··· Input records ···

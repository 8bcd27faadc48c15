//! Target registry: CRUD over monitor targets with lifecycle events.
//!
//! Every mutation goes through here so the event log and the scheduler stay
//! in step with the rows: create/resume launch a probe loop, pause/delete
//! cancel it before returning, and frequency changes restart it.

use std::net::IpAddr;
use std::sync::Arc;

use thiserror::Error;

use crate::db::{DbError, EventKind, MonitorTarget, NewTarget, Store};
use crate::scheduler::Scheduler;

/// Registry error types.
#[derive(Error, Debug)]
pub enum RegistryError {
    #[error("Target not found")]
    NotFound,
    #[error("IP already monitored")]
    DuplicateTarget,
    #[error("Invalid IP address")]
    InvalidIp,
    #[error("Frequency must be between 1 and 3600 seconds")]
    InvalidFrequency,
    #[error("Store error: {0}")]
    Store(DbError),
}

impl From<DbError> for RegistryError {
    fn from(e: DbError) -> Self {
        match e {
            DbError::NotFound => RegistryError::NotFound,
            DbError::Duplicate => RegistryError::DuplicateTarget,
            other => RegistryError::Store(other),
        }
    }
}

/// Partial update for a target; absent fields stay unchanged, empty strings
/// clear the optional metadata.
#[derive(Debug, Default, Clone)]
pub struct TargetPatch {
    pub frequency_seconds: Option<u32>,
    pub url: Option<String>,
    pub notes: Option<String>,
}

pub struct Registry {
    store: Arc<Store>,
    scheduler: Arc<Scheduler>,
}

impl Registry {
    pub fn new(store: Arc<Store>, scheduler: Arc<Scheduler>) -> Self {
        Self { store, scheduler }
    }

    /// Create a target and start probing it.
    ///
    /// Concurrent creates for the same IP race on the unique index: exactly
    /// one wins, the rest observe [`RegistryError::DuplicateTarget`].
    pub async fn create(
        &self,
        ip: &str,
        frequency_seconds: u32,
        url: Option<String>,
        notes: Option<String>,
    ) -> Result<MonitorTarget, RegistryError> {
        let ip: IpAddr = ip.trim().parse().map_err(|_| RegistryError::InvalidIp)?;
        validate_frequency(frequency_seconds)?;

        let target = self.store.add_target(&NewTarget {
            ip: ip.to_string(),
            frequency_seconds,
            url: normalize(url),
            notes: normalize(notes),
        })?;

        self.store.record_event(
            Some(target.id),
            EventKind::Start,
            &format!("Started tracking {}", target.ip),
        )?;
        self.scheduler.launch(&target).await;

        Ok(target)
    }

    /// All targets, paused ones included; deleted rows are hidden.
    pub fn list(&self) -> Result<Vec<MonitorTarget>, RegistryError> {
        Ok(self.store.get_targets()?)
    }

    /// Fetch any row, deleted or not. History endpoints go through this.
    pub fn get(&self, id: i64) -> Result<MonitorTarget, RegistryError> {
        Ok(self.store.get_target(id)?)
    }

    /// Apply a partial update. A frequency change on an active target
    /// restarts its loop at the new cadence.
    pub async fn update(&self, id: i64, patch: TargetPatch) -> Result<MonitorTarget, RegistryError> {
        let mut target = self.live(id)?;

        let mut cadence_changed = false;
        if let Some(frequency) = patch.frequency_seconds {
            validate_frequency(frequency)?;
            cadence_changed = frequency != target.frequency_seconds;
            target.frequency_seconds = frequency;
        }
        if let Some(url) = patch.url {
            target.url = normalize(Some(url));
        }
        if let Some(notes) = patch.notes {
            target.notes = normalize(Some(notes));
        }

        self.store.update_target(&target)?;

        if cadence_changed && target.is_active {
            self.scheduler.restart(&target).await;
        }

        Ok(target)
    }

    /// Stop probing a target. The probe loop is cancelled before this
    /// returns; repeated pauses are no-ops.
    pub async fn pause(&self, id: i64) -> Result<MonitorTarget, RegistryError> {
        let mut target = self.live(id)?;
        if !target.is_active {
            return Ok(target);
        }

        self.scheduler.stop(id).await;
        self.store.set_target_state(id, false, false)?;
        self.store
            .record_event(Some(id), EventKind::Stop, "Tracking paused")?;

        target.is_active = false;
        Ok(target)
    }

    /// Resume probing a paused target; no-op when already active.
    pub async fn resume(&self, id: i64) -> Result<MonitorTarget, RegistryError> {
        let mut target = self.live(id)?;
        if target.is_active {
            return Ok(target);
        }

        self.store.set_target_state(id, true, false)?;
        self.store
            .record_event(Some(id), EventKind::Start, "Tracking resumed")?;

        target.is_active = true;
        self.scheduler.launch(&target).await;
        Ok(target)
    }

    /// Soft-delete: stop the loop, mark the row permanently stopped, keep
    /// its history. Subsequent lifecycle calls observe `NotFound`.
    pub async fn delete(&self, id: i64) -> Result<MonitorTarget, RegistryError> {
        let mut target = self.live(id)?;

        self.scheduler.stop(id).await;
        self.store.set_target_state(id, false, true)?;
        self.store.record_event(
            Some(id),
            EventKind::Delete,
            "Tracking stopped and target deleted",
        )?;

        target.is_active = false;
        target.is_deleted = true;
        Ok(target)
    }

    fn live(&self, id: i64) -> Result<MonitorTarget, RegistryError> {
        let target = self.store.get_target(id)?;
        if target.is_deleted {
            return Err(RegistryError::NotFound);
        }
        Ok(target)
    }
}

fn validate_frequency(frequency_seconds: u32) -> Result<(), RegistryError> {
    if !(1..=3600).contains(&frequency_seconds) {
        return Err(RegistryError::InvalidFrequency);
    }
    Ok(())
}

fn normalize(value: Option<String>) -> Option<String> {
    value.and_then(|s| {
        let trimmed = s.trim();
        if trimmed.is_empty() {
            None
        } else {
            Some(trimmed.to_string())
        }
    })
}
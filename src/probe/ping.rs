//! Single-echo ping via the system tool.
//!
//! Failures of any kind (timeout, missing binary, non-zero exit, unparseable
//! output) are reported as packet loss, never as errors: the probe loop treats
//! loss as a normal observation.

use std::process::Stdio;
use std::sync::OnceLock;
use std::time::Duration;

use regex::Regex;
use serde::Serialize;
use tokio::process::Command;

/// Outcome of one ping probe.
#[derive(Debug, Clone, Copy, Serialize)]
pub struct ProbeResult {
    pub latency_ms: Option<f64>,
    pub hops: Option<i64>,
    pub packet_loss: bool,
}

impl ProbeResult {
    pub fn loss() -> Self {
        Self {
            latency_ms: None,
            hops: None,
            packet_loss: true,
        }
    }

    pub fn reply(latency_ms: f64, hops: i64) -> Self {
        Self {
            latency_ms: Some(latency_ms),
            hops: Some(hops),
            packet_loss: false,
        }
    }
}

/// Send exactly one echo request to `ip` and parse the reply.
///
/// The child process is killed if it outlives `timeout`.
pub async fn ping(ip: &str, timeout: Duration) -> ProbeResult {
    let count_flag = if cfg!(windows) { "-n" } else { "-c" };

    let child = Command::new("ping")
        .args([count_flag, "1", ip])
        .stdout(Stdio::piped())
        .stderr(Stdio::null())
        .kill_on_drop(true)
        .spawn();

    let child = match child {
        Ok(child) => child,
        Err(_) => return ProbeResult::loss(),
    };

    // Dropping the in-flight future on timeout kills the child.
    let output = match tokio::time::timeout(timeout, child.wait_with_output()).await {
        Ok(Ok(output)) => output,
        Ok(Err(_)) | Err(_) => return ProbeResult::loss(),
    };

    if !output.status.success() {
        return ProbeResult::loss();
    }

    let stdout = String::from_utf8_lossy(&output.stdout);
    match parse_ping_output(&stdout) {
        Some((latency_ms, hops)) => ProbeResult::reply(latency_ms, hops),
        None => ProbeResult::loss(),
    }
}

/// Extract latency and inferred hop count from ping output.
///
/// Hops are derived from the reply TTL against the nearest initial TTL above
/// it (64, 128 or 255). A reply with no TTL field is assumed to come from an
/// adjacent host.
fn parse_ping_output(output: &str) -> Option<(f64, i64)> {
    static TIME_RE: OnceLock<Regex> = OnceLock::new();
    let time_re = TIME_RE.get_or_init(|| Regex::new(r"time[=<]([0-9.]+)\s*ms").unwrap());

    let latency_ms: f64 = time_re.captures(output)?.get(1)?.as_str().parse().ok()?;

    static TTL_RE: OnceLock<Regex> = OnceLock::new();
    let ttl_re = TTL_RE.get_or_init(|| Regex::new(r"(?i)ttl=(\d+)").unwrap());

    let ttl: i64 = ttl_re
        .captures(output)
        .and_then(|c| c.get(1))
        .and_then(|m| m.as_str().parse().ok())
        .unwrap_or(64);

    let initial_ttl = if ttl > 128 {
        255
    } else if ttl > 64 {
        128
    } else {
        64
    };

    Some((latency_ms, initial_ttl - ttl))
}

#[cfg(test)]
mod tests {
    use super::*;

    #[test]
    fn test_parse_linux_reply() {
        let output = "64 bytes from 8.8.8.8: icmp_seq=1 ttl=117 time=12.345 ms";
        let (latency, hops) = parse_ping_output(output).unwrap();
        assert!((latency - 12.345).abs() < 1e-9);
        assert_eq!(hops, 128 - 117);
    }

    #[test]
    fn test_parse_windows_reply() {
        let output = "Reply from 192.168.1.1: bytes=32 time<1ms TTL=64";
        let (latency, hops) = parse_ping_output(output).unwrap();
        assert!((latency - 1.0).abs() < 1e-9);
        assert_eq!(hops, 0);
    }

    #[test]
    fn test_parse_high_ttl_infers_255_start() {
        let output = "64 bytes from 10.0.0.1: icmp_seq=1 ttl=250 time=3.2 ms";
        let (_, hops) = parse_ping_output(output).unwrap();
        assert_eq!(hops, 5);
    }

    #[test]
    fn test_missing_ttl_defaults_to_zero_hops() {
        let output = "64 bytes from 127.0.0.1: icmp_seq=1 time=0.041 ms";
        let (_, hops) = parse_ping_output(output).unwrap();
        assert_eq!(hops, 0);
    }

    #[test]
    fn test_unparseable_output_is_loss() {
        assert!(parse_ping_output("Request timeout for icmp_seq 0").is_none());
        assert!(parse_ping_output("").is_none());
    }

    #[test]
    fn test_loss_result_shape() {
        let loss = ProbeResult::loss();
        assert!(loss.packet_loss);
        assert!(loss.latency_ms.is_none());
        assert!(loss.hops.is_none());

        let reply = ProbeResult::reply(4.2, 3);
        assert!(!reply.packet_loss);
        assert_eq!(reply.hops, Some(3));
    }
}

···

Task prompt -
Only one stretch is wanted, so please give again exactly the lines from the start of the data through the line containing "pub enum RegistryError", both ends included.

Answer for this exercise -
repository 8bcd27faadc48c15
//! Target registry: CRUD over monitor targets with lifecycle events.
//!
//! Every mutation goes through here so the event log and the scheduler stay
//! in step with the rows: create/resume launch a probe loop, pause/delete
//! cancel it before returning, and frequency changes restart it.

use std::net::IpAddr;
use std::sync::Arc;

use thiserror::Error;

use crate::db::{DbError, EventKind, MonitorTarget, NewTarget, Store};
use crate::scheduler::Scheduler;

/// Registry error types.
#[derive(Error, Debug)]
pub enum RegistryError {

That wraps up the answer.